> _ABOUT THIS TASK_: The response should contain every entry, reproduced exactly.

RECORDS SUPPLIED START

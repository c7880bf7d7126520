//! Watcher - producer loop
//!
//! Polls the source at a fixed interval and pushes every non-empty read onto
//! the hand-off queue.

use std::sync::Arc;

use contracts::{Chunk, ChunkSource, ContractError};
use tokio::task::JoinHandle;
use tracing::{debug, info, instrument, warn};

use crate::config::{IngestionMetrics, WatcherConfig};
use crate::cursor::ReadCursor;
use crate::error::Result;
use crate::progress::{Activity, NoProgress, ProgressReporter};
use crate::queue::{enqueue, ChunkSender};
use crate::reader::ChunkReader;

/// Outcome of a single poll
#[derive(Debug, Clone, Copy, PartialEq, Eq)]
pub enum PollOutcome {
    /// The source has not grown since the last poll
    Idle,
    /// A chunk was read and enqueued
    Enqueued {
        /// Chunk sequence number
        seq: u64,
        /// Bytes read
        bytes: usize,
    },
    /// The read failed; handled as a zero-byte read
    ReadFailed,
}

impl PollOutcome {
    /// Bytes consumed by this poll
    pub fn bytes_read(&self) -> usize {
        match self {
            Self::Enqueued { bytes, .. } => *bytes,
            Self::Idle | Self::ReadFailed => 0,
        }
    }
}

/// File-growth watcher
///
/// Owns the source, the read cursor and the producer end of the queue. None
/// of these are shared with the dispatcher.
pub struct Watcher<S> {
    source: S,
    cursor: ReadCursor,
    reader: ChunkReader,
    tx: ChunkSender,
    config: WatcherConfig,
    progress: Box<dyn ProgressReporter>,
    metrics: Arc<IngestionMetrics>,
    next_seq: u64,
    total_bytes: u64,
    error_streak: u64,
}

impl<S: ChunkSource> Watcher<S> {
    /// Create a watcher positioned at the current end of `source`.
    ///
    /// Content present before startup is never read.
    ///
    /// # Errors
    /// Fails if the source size cannot be determined
    pub async fn start_at_end(
        mut source: S,
        config: WatcherConfig,
        tx: ChunkSender,
    ) -> Result<Self> {
        let len = source
            .size()
            .await
            .map_err(|e| ContractError::read(0, e))?;
        debug!(offset = len, "watcher positioned at end of source");
        Ok(Self::start_at(source, ReadCursor::at(len), config, tx))
    }

    /// Create a watcher with an explicit cursor
    pub fn start_at(source: S, cursor: ReadCursor, config: WatcherConfig, tx: ChunkSender) -> Self {
        let metrics = Arc::new(IngestionMetrics::new());
        metrics.set_offset(cursor.offset());

        Self {
            source,
            cursor,
            reader: ChunkReader::new(config.chunk_size),
            tx,
            config,
            progress: Box::new(NoProgress),
            metrics,
            next_seq: 0,
            total_bytes: 0,
            error_streak: 0,
        }
    }

    /// Attach a progress reporter
    pub fn with_progress<P: ProgressReporter + 'static>(mut self, progress: P) -> Self {
        self.progress = Box::new(progress);
        self
    }

    /// Current read cursor
    pub fn cursor(&self) -> ReadCursor {
        self.cursor
    }

    /// Get metrics reference
    pub fn metrics(&self) -> Arc<IngestionMetrics> {
        self.metrics.clone()
    }

    /// Run one poll iteration (without the trailing sleep).
    ///
    /// A read error is logged and counted, then treated as "no new data".
    ///
    /// # Errors
    /// [`IngestionError::QueueClosed`](crate::IngestionError::QueueClosed) when
    /// the dispatcher side of the queue is gone
    pub async fn poll_once(&mut self) -> Result<PollOutcome> {
        self.metrics.record_poll();

        let outcome = match self.reader.read_next(&mut self.source, &self.cursor).await {
            Ok(read) if read.is_empty() => {
                self.note_recovered();
                PollOutcome::Idle
            }
            Ok(read) => {
                self.note_recovered();
                let bytes = read.bytes_read();
                let seq = self.next_seq;
                let chunk = Chunk::new(seq, self.cursor.offset(), read.bytes);

                self.next_seq += 1;
                let offset = self.cursor.advance(bytes);
                self.total_bytes += bytes as u64;
                self.metrics.record_chunk(bytes, offset);
                observability::record_chunk_read(bytes, offset);

                let depth = enqueue(&self.tx, chunk)?;
                observability::record_queue_depth(depth);
                PollOutcome::Enqueued { seq, bytes }
            }
            Err(e) => {
                self.note_read_error(&e);
                PollOutcome::ReadFailed
            }
        };

        observability::record_poll(outcome.bytes_read());
        let activity = match outcome {
            PollOutcome::Enqueued { .. } => Activity::Reading,
            PollOutcome::Idle | PollOutcome::ReadFailed => Activity::Idle,
        };
        self.progress.report(activity, self.total_bytes);

        Ok(outcome)
    }

    /// Run the polling loop
    ///
    /// Returns only once the consumer end of the queue has been dropped.
    #[instrument(
        name = "watcher_run",
        skip(self),
        fields(offset = self.cursor.offset(), chunk_size = self.reader.chunk_size())
    )]
    pub async fn run(mut self) {
        info!(
            interval_ms = self.config.ingest_interval.as_millis() as u64,
            "Watcher started"
        );

        while !self.tx.is_closed() {
            if let Err(e) = self.poll_once().await {
                warn!(error = %e, "Watcher stopping");
                break;
            }
            tokio::time::sleep(self.config.ingest_interval).await;
        }

        info!(
            bytes_read = self.total_bytes,
            chunks = self.next_seq,
            offset = self.cursor.offset(),
            "Watcher stopped"
        );
    }

    /// Spawn the watcher as a background task
    pub fn spawn(self) -> JoinHandle<()>
    where
        S: Send + 'static,
    {
        tokio::spawn(async move {
            self.run().await;
        })
    }

    fn note_read_error(&mut self, error: &ContractError) {
        self.error_streak += 1;
        self.metrics.record_read_error();
        observability::record_read_error();

        if self.error_streak == 1 {
            warn!(
                error = %error,
                offset = self.cursor.offset(),
                "Read failed, treating as no new data"
            );
        } else {
            debug!(error = %error, streak = self.error_streak, "Read still failing");
        }
    }

    fn note_recovered(&mut self) {
        if self.error_streak > 0 {
            info!(failed_polls = self.error_streak, "Reads recovered");
            self.error_streak = 0;
        }
    }
}
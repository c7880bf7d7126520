//! UTF-8 reassembly across chunk boundaries
//!
//! Chunks are cut at arbitrary byte offsets, so a multi-byte character may
//! straddle two of them. The assembler holds back an incomplete trailing
//! sequence until the following chunk completes it.

/// Incremental bytes-to-text decoder
#[derive(Debug, Default)]
pub struct Utf8Assembler {
    pending: Vec<u8>,
}

impl Utf8Assembler {
    pub fn new() -> Self {
        Self::default()
    }

    /// Bytes held back waiting for the rest of a character
    pub fn pending_len(&self) -> usize {
        self.pending.len()
    }

    /// Append `bytes` and return all text that is now complete.
    ///
    /// Invalid sequences are replaced with U+FFFD. An incomplete sequence at
    /// the very end is kept for the next call.
    pub fn push(&mut self, bytes: &[u8]) -> String {
        self.pending.extend_from_slice(bytes);

        let complete = self.pending.len() - incomplete_tail(&self.pending);
        let text = String::from_utf8_lossy(&self.pending[..complete]).into_owned();
        self.pending.drain(..complete);
        text
    }

    /// Flush whatever is held back, replacing it with U+FFFD.
    pub fn finish(&mut self) -> String {
        let text = String::from_utf8_lossy(&self.pending).into_owned();
        self.pending.clear();
        text
    }
}

/// Length of a truncated (but so far valid) sequence at the end of `bytes`
fn incomplete_tail(bytes: &[u8]) -> usize {
    let mut start = 0;
    while start < bytes.len() {
        match std::str::from_utf8(&bytes[start..]) {
            Ok(_) => return 0,
            Err(e) => match e.error_len() {
                Some(len) => start += e.valid_up_to() + len,
                None => return bytes.len() - start - e.valid_up_to(),
            },
        }
    }
    0
}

RECORDS SUPPLIED END

> _RESULT FOR THIS TASK_:
repository c7880bf7d7126520
//! Watcher - producer loop
//!
//! Polls the source at a fixed interval and pushes every non-empty read onto
//! the hand-off queue.

use std::sync::Arc;

use contracts::{Chunk, ChunkSource, ContractError};
use tokio::task::JoinHandle;
use tracing::{debug, info, instrument, warn};

use crate::config::{IngestionMetrics, WatcherConfig};
use crate::cursor::ReadCursor;
use crate::error::Result;
use crate::progress::{Activity, NoProgress, ProgressReporter};
use crate::queue::{enqueue, ChunkSender};
use crate::reader::ChunkReader;

/// Outcome of a single poll
#[derive(Debug, Clone, Copy, PartialEq, Eq)]
pub enum PollOutcome {
    /// The source has not grown since the last poll
    Idle,
    /// A chunk was read and enqueued
    Enqueued {
        /// Chunk sequence number
        seq: u64,
        /// Bytes read
        bytes: usize,
    },
    /// The read failed; handled as a zero-byte read
    ReadFailed,
}

impl PollOutcome {
    /// Bytes consumed by this poll
    pub fn bytes_read(&self) -> usize {
        match self {
            Self::Enqueued { bytes, .. } => *bytes,
            Self::Idle | Self::ReadFailed => 0,
        }
    }
}

/// File-growth watcher
///
/// Owns the source, the read cursor and the producer end of the queue. None
/// of these are shared with the dispatcher.
pub struct Watcher<S> {
    source: S,
    cursor: ReadCursor,
    reader: ChunkReader,
    tx: ChunkSender,
    config: WatcherConfig,
    progress: Box<dyn ProgressReporter>,
    metrics: Arc<IngestionMetrics>,
    next_seq: u64,
    total_bytes: u64,
    error_streak: u64,
}

impl<S: ChunkSource> Watcher<S> {
    /// Create a watcher positioned at the current end of `source`.
    ///
    /// Content present before startup is never read.
    ///
    /// # Errors
    /// Fails if the source size cannot be determined
    pub async fn start_at_end(
        mut source: S,
        config: WatcherConfig,
        tx: ChunkSender,
    ) -> Result<Self> {
        let len = source
            .size()
            .await
            .map_err(|e| ContractError::read(0, e))?;
        debug!(offset = len, "watcher positioned at end of source");
        Ok(Self::start_at(source, ReadCursor::at(len), config, tx))
    }

    /// Create a watcher with an explicit cursor
    pub fn start_at(source: S, cursor: ReadCursor, config: WatcherConfig, tx: ChunkSender) -> Self {
        let metrics = Arc::new(IngestionMetrics::new());
        metrics.set_offset(cursor.offset());

        Self {
            source,
            cursor,
            reader: ChunkReader::new(config.chunk_size),
            tx,
            config,
            progress: Box::new(NoProgress),
            metrics,
            next_seq: 0,
            total_bytes: 0,
            error_streak: 0,
        }
    }

    /// Attach a progress reporter
    pub fn with_progress<P: ProgressReporter + 'static>(mut self, progress: P) -> Self {
        self.progress = Box::new(progress);
        self
    }

    /// Current read cursor
    pub fn cursor(&self) -> ReadCursor {
        self.cursor
    }

    /// Get metrics reference
    pub fn metrics(&self) -> Arc<IngestionMetrics> {
        self.metrics.clone()
    }

    /// Run one poll iteration (without the trailing sleep).
    ///
    /// A read error is logged and counted, then treated as "no new data".
    ///
    /// # Errors
    /// [`IngestionError::QueueClosed`](crate::IngestionError::QueueClosed) when
    /// the dispatcher side of the queue is gone
    pub async fn poll_once(&mut self) -> Result<PollOutcome> {
        self.metrics.record_poll();

        let outcome = match self.reader.read_next(&mut self.source, &self.cursor).await {
            Ok(read) if read.is_empty() => {
                self.note_recovered();
                PollOutcome::Idle
            }
            Ok(read) => {
                self.note_recovered();
                let bytes = read.bytes_read();
                let seq = self.next_seq;
                let chunk = Chunk::new(seq, self.cursor.offset(), read.bytes);

                self.next_seq += 1;
                let offset = self.cursor.advance(bytes);
                self.total_bytes += bytes as u64;
                self.metrics.record_chunk(bytes, offset);
                observability::record_chunk_read(bytes, offset);

                let depth = enqueue(&self.tx, chunk)?;
                observability::record_queue_depth(depth);
                PollOutcome::Enqueued { seq, bytes }
            }
            Err(e) => {
                self.note_read_error(&e);
                PollOutcome::ReadFailed
            }
        };

        observability::record_poll(outcome.bytes_read());
        let activity = match outcome {
            PollOutcome::Enqueued { .. } => Activity::Reading,
            PollOutcome::Idle | PollOutcome::ReadFailed => Activity::Idle,
        };
        self.progress.report(activity, self.total_bytes);

        Ok(outcome)
    }

    /// Run the polling loop
    ///
    /// Returns only once the consumer end of the queue has been dropped.
    #[instrument(
        name = "watcher_run",
        skip(self),
        fields(offset = self.cursor.offset(), chunk_size = self.reader.chunk_size())
    )]
    pub async fn run(mut self) {
        info!(
            interval_ms = self.config.ingest_interval.as_millis() as u64,
            "Watcher started"
        );

        while !self.tx.is_closed() {
            if let Err(e) = self.poll_once().await {
                warn!(error = %e, "Watcher stopping");
                break;
            }
            tokio::time::sleep(self.config.ingest_interval).await;
        }

        info!(
            bytes_read = self.total_bytes,
            chunks = self.next_seq,
            offset = self.cursor.offset(),
            "Watcher stopped"
        );
    }

    /// Spawn the watcher as a background task
    pub fn spawn(self) -> JoinHandle<()>
    where
        S: Send + 'static,
    {
        tokio::spawn(async move {
            self.run().await;
        })
    }

    fn note_read_error(&mut self, error: &ContractError) {
        self.error_streak += 1;
        self.metrics.record_read_error();
        observability::record_read_error();

        if self.error_streak == 1 {
            warn!(
                error = %error,
                offset = self.cursor.offset(),
                "Read failed, treating as no new data"
            );
        } else {
            debug!(error = %error, streak = self.error_streak, "Read still failing");
        }
    }

    fn note_recovered(&mut self) {
        if self.error_streak > 0 {
            info!(failed_polls = self.error_streak, "Reads recovered");
            self.error_streak = 0;
        }
    }
}
repository c7880bf7d7126520
//! UTF-8 reassembly across chunk boundaries
//!
//! Chunks are cut at arbitrary byte offsets, so a multi-byte character may
//! straddle two of them. The assembler holds back an incomplete trailing
//! sequence until the following chunk completes it.

/// Incremental bytes-to-text decoder
#[derive(Debug, Default)]
pub struct Utf8Assembler {
    pending: Vec<u8>,
}

impl Utf8Assembler {
    pub fn new() -> Self {
        Self::default()
    }

    /// Bytes held back waiting for the rest of a character
    pub fn pending_len(&self) -> usize {
        self.pending.len()
    }

    /// Append `bytes` and return all text that is now complete.
    ///
    /// Invalid sequences are replaced with U+FFFD. An incomplete sequence at
    /// the very end is kept for the next call.
    pub fn push(&mut self, bytes: &[u8]) -> String {
        self.pending.extend_from_slice(bytes);

        let complete = self.pending.len() - incomplete_tail(&self.pending);
        let text = String::from_utf8_lossy(&self.pending[..complete]).into_owned();
        self.pending.drain(..complete);
        text
    }

    /// Flush whatever is held back, replacing it with U+FFFD.
    pub fn finish(&mut self) -> String {
        let text = String::from_utf8_lossy(&self.pending).into_owned();
        self.pending.clear();
        text
    }
}

/// Length of a truncated (but so far valid) sequence at the end of `bytes`
fn incomplete_tail(bytes: &[u8]) -> usize {
    let mut start = 0;
    while start < bytes.len() {
        match std::str::from_utf8(&bytes[start..]) {
            Ok(_) => return 0,
            Err(e) => match e.error_len() {
                Some(len) => start += e.valid_up_to() + len,
                None => return bytes.len() - start - e.valid_up_to(),
            },
        }
    }
    0
}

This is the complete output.